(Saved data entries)
= = = = = = =

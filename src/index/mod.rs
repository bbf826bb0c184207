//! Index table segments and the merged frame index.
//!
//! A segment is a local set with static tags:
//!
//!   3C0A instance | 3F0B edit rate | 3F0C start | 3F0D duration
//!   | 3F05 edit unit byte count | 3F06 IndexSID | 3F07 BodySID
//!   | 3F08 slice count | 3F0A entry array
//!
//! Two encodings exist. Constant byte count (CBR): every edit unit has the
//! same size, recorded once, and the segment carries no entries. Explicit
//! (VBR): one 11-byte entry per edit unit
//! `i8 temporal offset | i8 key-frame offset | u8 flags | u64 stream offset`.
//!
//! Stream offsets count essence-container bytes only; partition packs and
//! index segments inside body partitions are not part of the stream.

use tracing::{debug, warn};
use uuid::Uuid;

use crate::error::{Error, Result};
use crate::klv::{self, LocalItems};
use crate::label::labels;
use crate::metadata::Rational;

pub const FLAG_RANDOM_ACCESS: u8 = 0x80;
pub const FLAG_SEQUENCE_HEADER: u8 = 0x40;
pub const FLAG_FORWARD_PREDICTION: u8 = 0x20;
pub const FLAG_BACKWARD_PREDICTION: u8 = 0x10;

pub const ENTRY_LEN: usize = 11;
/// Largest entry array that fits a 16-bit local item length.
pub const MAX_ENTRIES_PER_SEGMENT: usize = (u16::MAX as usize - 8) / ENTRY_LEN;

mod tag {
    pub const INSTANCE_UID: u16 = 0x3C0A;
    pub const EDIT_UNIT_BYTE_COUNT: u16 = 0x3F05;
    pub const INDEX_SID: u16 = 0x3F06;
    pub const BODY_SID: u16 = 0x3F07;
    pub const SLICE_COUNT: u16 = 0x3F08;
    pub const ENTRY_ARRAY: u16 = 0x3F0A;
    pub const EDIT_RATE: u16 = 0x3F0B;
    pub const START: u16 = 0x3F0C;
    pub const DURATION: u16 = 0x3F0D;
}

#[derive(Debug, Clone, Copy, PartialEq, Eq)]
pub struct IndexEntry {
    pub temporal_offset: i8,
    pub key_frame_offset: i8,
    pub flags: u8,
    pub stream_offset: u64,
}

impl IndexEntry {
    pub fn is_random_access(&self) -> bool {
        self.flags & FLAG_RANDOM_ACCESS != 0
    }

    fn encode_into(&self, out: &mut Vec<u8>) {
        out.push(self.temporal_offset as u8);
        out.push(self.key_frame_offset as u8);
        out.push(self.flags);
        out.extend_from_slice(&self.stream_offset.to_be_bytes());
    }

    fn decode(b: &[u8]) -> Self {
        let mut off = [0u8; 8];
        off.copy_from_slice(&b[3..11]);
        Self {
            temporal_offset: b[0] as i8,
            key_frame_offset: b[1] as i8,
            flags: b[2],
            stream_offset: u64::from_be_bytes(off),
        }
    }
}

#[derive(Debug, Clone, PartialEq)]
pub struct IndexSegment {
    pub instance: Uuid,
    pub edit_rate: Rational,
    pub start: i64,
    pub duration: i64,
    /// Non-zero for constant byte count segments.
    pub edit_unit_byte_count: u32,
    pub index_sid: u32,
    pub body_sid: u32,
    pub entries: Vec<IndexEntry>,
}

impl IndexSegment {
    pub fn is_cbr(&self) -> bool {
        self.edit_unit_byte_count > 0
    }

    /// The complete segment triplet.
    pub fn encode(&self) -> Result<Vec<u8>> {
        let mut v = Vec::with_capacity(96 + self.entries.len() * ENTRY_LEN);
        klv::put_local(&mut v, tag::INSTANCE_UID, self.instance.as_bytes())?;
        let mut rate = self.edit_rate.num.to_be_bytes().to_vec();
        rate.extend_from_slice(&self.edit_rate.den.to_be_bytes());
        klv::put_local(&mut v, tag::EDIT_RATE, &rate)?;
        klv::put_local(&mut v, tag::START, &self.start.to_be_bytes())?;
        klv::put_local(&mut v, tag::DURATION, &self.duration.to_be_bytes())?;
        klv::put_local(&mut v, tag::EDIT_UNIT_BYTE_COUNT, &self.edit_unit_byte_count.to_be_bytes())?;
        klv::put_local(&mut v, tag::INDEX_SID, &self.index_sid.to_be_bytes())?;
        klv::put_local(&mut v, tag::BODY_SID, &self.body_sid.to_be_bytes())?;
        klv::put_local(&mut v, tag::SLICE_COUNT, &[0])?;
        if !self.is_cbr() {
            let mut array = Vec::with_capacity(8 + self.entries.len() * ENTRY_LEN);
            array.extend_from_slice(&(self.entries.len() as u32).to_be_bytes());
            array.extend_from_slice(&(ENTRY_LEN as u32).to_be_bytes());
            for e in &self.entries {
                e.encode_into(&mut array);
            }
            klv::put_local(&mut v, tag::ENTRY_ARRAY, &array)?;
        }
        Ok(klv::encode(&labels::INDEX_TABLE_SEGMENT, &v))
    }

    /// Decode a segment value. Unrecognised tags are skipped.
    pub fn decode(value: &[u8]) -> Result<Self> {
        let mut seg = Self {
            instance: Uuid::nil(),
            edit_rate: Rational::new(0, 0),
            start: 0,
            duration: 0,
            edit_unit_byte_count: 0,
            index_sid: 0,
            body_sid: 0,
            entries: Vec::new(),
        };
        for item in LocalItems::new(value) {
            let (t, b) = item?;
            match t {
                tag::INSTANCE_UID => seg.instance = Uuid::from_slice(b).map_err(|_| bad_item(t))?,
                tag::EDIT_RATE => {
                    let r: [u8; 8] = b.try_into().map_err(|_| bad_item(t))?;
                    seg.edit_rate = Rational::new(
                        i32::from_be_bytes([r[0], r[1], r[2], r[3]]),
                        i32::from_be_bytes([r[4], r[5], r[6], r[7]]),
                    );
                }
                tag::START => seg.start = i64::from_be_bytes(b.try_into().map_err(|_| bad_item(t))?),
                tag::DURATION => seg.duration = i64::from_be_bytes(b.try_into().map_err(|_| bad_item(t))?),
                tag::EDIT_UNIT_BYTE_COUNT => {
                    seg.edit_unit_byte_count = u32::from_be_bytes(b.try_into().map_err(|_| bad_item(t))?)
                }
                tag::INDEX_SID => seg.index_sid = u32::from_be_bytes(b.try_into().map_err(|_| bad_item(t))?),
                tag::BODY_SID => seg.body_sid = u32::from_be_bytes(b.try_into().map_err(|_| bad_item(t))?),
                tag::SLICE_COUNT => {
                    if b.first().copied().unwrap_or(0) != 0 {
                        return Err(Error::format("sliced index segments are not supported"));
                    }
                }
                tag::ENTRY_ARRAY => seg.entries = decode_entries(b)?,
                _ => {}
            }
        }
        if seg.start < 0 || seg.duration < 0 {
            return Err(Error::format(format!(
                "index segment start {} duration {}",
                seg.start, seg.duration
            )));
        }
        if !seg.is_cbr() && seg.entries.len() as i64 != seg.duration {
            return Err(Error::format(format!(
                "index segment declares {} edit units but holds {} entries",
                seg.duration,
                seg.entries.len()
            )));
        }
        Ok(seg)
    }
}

= = = = = = =

[WHAT THE TASK ASKS]
Look back at the records above. Repeat all of them exactly.

[REPLY]
filename src/index/mod.rs
repository bbf826bb0c184207
//! Index table segments and the merged frame index.
//!
//! A segment is a local set with static tags:
//!
//!   3C0A instance | 3F0B edit rate | 3F0C start | 3F0D duration
//!   | 3F05 edit unit byte count | 3F06 IndexSID | 3F07 BodySID
//!   | 3F08 slice count | 3F0A entry array
//!
//! Two encodings exist. Constant byte count (CBR): every edit unit has the
//! same size, recorded once, and the segment carries no entries. Explicit
//! (VBR): one 11-byte entry per edit unit
//! `i8 temporal offset | i8 key-frame offset | u8 flags | u64 stream offset`.
//!
//! Stream offsets count essence-container bytes only; partition packs and
//! index segments inside body partitions are not part of the stream.

use tracing::{debug, warn};
use uuid::Uuid;

use crate::error::{Error, Result};
use crate::klv::{self, LocalItems};
use crate::label::labels;
use crate::metadata::Rational;

pub const FLAG_RANDOM_ACCESS: u8 = 0x80;
pub const FLAG_SEQUENCE_HEADER: u8 = 0x40;
pub const FLAG_FORWARD_PREDICTION: u8 = 0x20;
pub const FLAG_BACKWARD_PREDICTION: u8 = 0x10;

pub const ENTRY_LEN: usize = 11;
/// Largest entry array that fits a 16-bit local item length.
pub const MAX_ENTRIES_PER_SEGMENT: usize = (u16::MAX as usize - 8) / ENTRY_LEN;

mod tag {
    pub const INSTANCE_UID: u16 = 0x3C0A;
    pub const EDIT_UNIT_BYTE_COUNT: u16 = 0x3F05;
    pub const INDEX_SID: u16 = 0x3F06;
    pub const BODY_SID: u16 = 0x3F07;
    pub const SLICE_COUNT: u16 = 0x3F08;
    pub const ENTRY_ARRAY: u16 = 0x3F0A;
    pub const EDIT_RATE: u16 = 0x3F0B;
    pub const START: u16 = 0x3F0C;
    pub const DURATION: u16 = 0x3F0D;
}

#[derive(Debug, Clone, Copy, PartialEq, Eq)]
pub struct IndexEntry {
    pub temporal_offset: i8,
    pub key_frame_offset: i8,
    pub flags: u8,
    pub stream_offset: u64,
}

impl IndexEntry {
    pub fn is_random_access(&self) -> bool {
        self.flags & FLAG_RANDOM_ACCESS != 0
    }

    fn encode_into(&self, out: &mut Vec<u8>) {
        out.push(self.temporal_offset as u8);
        out.push(self.key_frame_offset as u8);
        out.push(self.flags);
        out.extend_from_slice(&self.stream_offset.to_be_bytes());
    }

    fn decode(b: &[u8]) -> Self {
        let mut off = [0u8; 8];
        off.copy_from_slice(&b[3..11]);
        Self {
            temporal_offset: b[0] as i8,
            key_frame_offset: b[1] as i8,
            flags: b[2],
            stream_offset: u64::from_be_bytes(off),
        }
    }
}

#[derive(Debug, Clone, PartialEq)]
pub struct IndexSegment {
    pub instance: Uuid,
    pub edit_rate: Rational,
    pub start: i64,
    pub duration: i64,
    /// Non-zero for constant byte count segments.
    pub edit_unit_byte_count: u32,
    pub index_sid: u32,
    pub body_sid: u32,
    pub entries: Vec<IndexEntry>,
}

impl IndexSegment {
    pub fn is_cbr(&self) -> bool {
        self.edit_unit_byte_count > 0
    }

    /// The complete segment triplet.
    pub fn encode(&self) -> Result<Vec<u8>> {
        let mut v = Vec::with_capacity(96 + self.entries.len() * ENTRY_LEN);
        klv::put_local(&mut v, tag::INSTANCE_UID, self.instance.as_bytes())?;
        let mut rate = self.edit_rate.num.to_be_bytes().to_vec();
        rate.extend_from_slice(&self.edit_rate.den.to_be_bytes());
        klv::put_local(&mut v, tag::EDIT_RATE, &rate)?;
        klv::put_local(&mut v, tag::START, &self.start.to_be_bytes())?;
        klv::put_local(&mut v, tag::DURATION, &self.duration.to_be_bytes())?;
        klv::put_local(&mut v, tag::EDIT_UNIT_BYTE_COUNT, &self.edit_unit_byte_count.to_be_bytes())?;
        klv::put_local(&mut v, tag::INDEX_SID, &self.index_sid.to_be_bytes())?;
        klv::put_local(&mut v, tag::BODY_SID, &self.body_sid.to_be_bytes())?;
        klv::put_local(&mut v, tag::SLICE_COUNT, &[0])?;
        if !self.is_cbr() {
            let mut array = Vec::with_capacity(8 + self.entries.len() * ENTRY_LEN);
            array.extend_from_slice(&(self.entries.len() as u32).to_be_bytes());
            array.extend_from_slice(&(ENTRY_LEN as u32).to_be_bytes());
            for e in &self.entries {
                e.encode_into(&mut array);
            }
            klv::put_local(&mut v, tag::ENTRY_ARRAY, &array)?;
        }
        Ok(klv::encode(&labels::INDEX_TABLE_SEGMENT, &v))
    }

    /// Decode a segment value. Unrecognised tags are skipped.
    pub fn decode(value: &[u8]) -> Result<Self> {
        let mut seg = Self {
            instance: Uuid::nil(),
            edit_rate: Rational::new(0, 0),
            start: 0,
            duration: 0,
            edit_unit_byte_count: 0,
            index_sid: 0,
            body_sid: 0,
            entries: Vec::new(),
        };
        for item in LocalItems::new(value) {
            let (t, b) = item?;
            match t {
                tag::INSTANCE_UID => seg.instance = Uuid::from_slice(b).map_err(|_| bad_item(t))?,
                tag::EDIT_RATE => {
                    let r: [u8; 8] = b.try_into().map_err(|_| bad_item(t))?;
                    seg.edit_rate = Rational::new(
                        i32::from_be_bytes([r[0], r[1], r[2], r[3]]),
                        i32::from_be_bytes([r[4], r[5], r[6], r[7]]),
                    );
                }
                tag::START => seg.start = i64::from_be_bytes(b.try_into().map_err(|_| bad_item(t))?),
                tag::DURATION => seg.duration = i64::from_be_bytes(b.try_into().map_err(|_| bad_item(t))?),
                tag::EDIT_UNIT_BYTE_COUNT => {
                    seg.edit_unit_byte_count = u32::from_be_bytes(b.try_into().map_err(|_| bad_item(t))?)
                }
                tag::INDEX_SID => seg.index_sid = u32::from_be_bytes(b.try_into().map_err(|_| bad_item(t))?),
                tag::BODY_SID => seg.body_sid = u32::from_be_bytes(b.try_into().map_err(|_| bad_item(t))?),
                tag::SLICE_COUNT => {
                    if b.first().copied().unwrap_or(0) != 0 {
                        return Err(Error::format("sliced index segments are not supported"));
                    }
                }
                tag::ENTRY_ARRAY => seg.entries = decode_entries(b)?,
                _ => {}
            }
        }
        if seg.start < 0 || seg.duration < 0 {
            return Err(Error::format(format!(
                "index segment start {} duration {}",
                seg.start, seg.duration
            )));
        }
        if !seg.is_cbr() && seg.entries.len() as i64 != seg.duration {
            return Err(Error::format(format!(
                "index segment declares {} edit units but holds {} entries",
                seg.duration,
                seg.entries.len()
            )));
        }
        Ok(seg)
    }
}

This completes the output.